February 23, 2015
Sailing around the eastern hump of Brazil
We are just coming off of 5 ports in 5 days. Everyone thinks this is too much. The ports tend to merge into one another. It’s easy to fall into the “Tuesday it must be (name a port.)” trap. One person who we met at breakfast said that it was like visiting Cleveland, Toledo, Dayton, Youngstown and Cincinnati, in five consecutive days. That’s not fair to either Ohio or Brazil. Another said this is the ABC portion of the cruise, “Another Boring City.” I’m lucky that I’m not easily bored.
I had originally thought I would do one post with 6 pics from each of the 5 ports with a title something like “Brazil’s Northeast Coast.” But that would be cheating each port and cheating myself. I use these posts (and the family letters that preceded them) as a way to process my own thoughts, as a memory tool, like a journal. If I crammed them into one post they will ultimately merge in my memory. I made that mistake as a kid when I kept a journal on my travels with my grandfather. I reread those journals now and wish for more detail, less weekly clumping. As a result I probably have too many posts.

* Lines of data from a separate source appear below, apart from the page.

//! Configuration validation schemas.
//!
//! A small framework for validating the TOML sections handed to pluggable
//! implementations before they are constructed, so misconfiguration fails
//! at startup with a field-level message instead of at first use.

use thiserror::Error;

/// Errors produced by configuration validation.
#[derive(Debug, Error)]
pub enum ValidationError {
	/// A required field is missing.
	#[error("Missing required field: {0}")]
	MissingField(String),
	/// A field is present but holds an invalid value.
	#[error("Invalid value for field '{field}': {message}")]
	InvalidValue { field: String, message: String },
	/// A field has the wrong TOML type.
	#[error("Type mismatch for field '{field}': expected {expected}, got {actual}")]
	TypeMismatch {
		field: String,
		expected: String,
		actual: String,
	},
}

/// Expected type of a configuration field.
#[derive(Debug)]
pub enum FieldType {
	/// A string value; empty strings are rejected when `non_empty` is set.
	String { non_empty: bool },
	/// An integer value with optional inclusive bounds.
	Integer { min: Option<i64>, max: Option<i64> },
	/// A boolean value.
	Boolean,
}

/// A named field in a schema.
#[derive(Debug)]
pub struct Field {
	pub name: String,
	pub field_type: FieldType,
}

impl Field {
	/// Creates a field with the given name and expected type.
	pub fn new(name: impl Into<String>, field_type: FieldType) -> Self {
		Self {
			name: name.into(),
			field_type,
		}
	}
}

/// Validation schema for one implementation's TOML section.
#[derive(Debug)]
pub struct Schema {
	pub required: Vec<Field>,
	pub optional: Vec<Field>,
}

impl Schema {
	/// Creates a schema from required and optional field lists.
	pub fn new(required: Vec<Field>, optional: Vec<Field>) -> Self {
		Self { required, optional }
	}

	/// Validates a TOML value against this schema.
	pub fn validate(&self, config: &toml::Value) -> Result<(), ValidationError> {
		let table = config
			.as_table()
			.ok_or_else(|| ValidationError::TypeMismatch {
				field: "root".to_string(),
				expected: "table".to_string(),
				actual: config.type_str().to_string(),
			})?;

		for field in &self.required {
			let value = table
				.get(&field.name)
				.ok_or_else(|| ValidationError::MissingField(field.name.clone()))?;
			check_field(&field.name, value, &field.field_type)?;
		}

		for field in &self.optional {
			if let Some(value) = table.get(&field.name) {
				check_field(&field.name, value, &field.field_type)?;
			}
		}

		Ok(())
	}
}

fn check_field(
	name: &str,
	value: &toml::Value,
	expected: &FieldType,
) -> Result<(), ValidationError> {
	let mismatch = |expected: &str| ValidationError::TypeMismatch {
		field: name.to_string(),
		expected: expected.to_string(),
		actual: value.type_str().to_string(),
	};

	match expected {
		FieldType::String { non_empty } => {
			let s = value.as_str().ok_or_else(|| mismatch("string"))?;
			if *non_empty && s.trim().is_empty() {
				return Err(ValidationError::InvalidValue {
					field: name.to_string(),
					message: "must not be empty".to_string(),
				});
			}
		},
		FieldType::Integer { min, max } => {
			let n = value.as_integer().ok_or_else(|| mismatch("integer"))?;
			if let Some(min) = min {
				if n < *min {
					return Err(ValidationError::InvalidValue {
						field: name.to_string(),
						message: format!("value {} is less than minimum {}", n, min),
					});
				}
			}
			if let Some(max) = max {
				if n > *max {
					return Err(ValidationError::InvalidValue {
						field: name.to_string(),
						message: format!("value {} is greater than maximum {}", n, max),
					});
				}
			}
		},
		FieldType::Boolean => {
			if !value.is_bool() {
				return Err(mismatch("boolean"));
			}
		},
	}

	Ok(())
}

/// Trait implemented by each pluggable implementation's schema, used to
/// validate its TOML section before the factory runs.
pub trait ConfigSchema: Send + Sync {
	/// Validates a TOML configuration value against this schema.
	fn validate(&self, config: &toml::Value) -> Result<(), ValidationError>;
}

#[cfg(test)]
mod tests {
	use super::*;

	fn schema() -> Schema {
		Schema::new(
			vec![Field::new("url", FieldType::String { non_empty: true })],
			vec![Field::new(
				"timeout_secs",
				FieldType::Integer {
					min: Some(1),
					max: Some(300),
				},
			)],
		)
	}

	#[test]
	fn test_valid_section_passes() {
		let value: toml::Value = toml::from_str("url = \"http://x\"\ntimeout_secs = 10").unwrap();
		assert!(schema().validate(&value).is_ok());
	}

	#[test]
	fn test_missing_required_field() {
		let value: toml::Value = toml::from_str("timeout_secs = 10").unwrap();
		let err = schema().validate(&value).unwrap_err();
		assert!(matches!(err, ValidationError::MissingField(f) if f == "url"));
	}

	#[test]
	fn test_empty_string_rejected() {
		let value: toml::Value = toml::from_str("url = \"  \"").unwrap();
		assert!(matches!(
			schema().validate(&value),
			Err(ValidationError::InvalidValue { .. })
		));
	}

	#[test]
	fn test_integer_bounds() {
		let value: toml::Value = toml::from_str("url = \"http://x\"\ntimeout_secs = 0").unwrap();
		assert!(matches!(
			schema().validate(&value),
			Err(ValidationError::InvalidValue { .. })
		));
	}

	#[test]
	fn test_type_mismatch() {
		let value: toml::Value = toml::from_str("url = 5").unwrap();
		assert!(matches!(
			schema().validate(&value),
			Err(ValidationError::TypeMismatch { .. })
		));
	}
}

I’ve visited these five towns but yet, because I am there only a few hours, know very little about them except for what I read. I left each city wanting to see more. In the cases of Recife port stop we spent most of our time in Olinda, the old colonial city adjacent, in Salvador we spent our entire time in the old historic city or the port. Both Olinda and old city Salvador are UN World Heritage Sites. In Maceio we barely drove through town on the way to two fishing villages and a beach. In Natal we hung out at a surfer beach. In none of those towns did we see how people really live in their modern cities. (We did see the local surfer culture in Natal.) Some of our fellow travelers did go to the modern downtowns and we compared notes over dinner.
We’ve left Natal, sailing away from a glorious sunset, past the Dutch fort, rounded the hump of South America and are headed for the Amazon. Now we have two days at sea. We reach the Amazon River bar on Wednesday morning. We have our first port of call on the Amazon midday Thursday.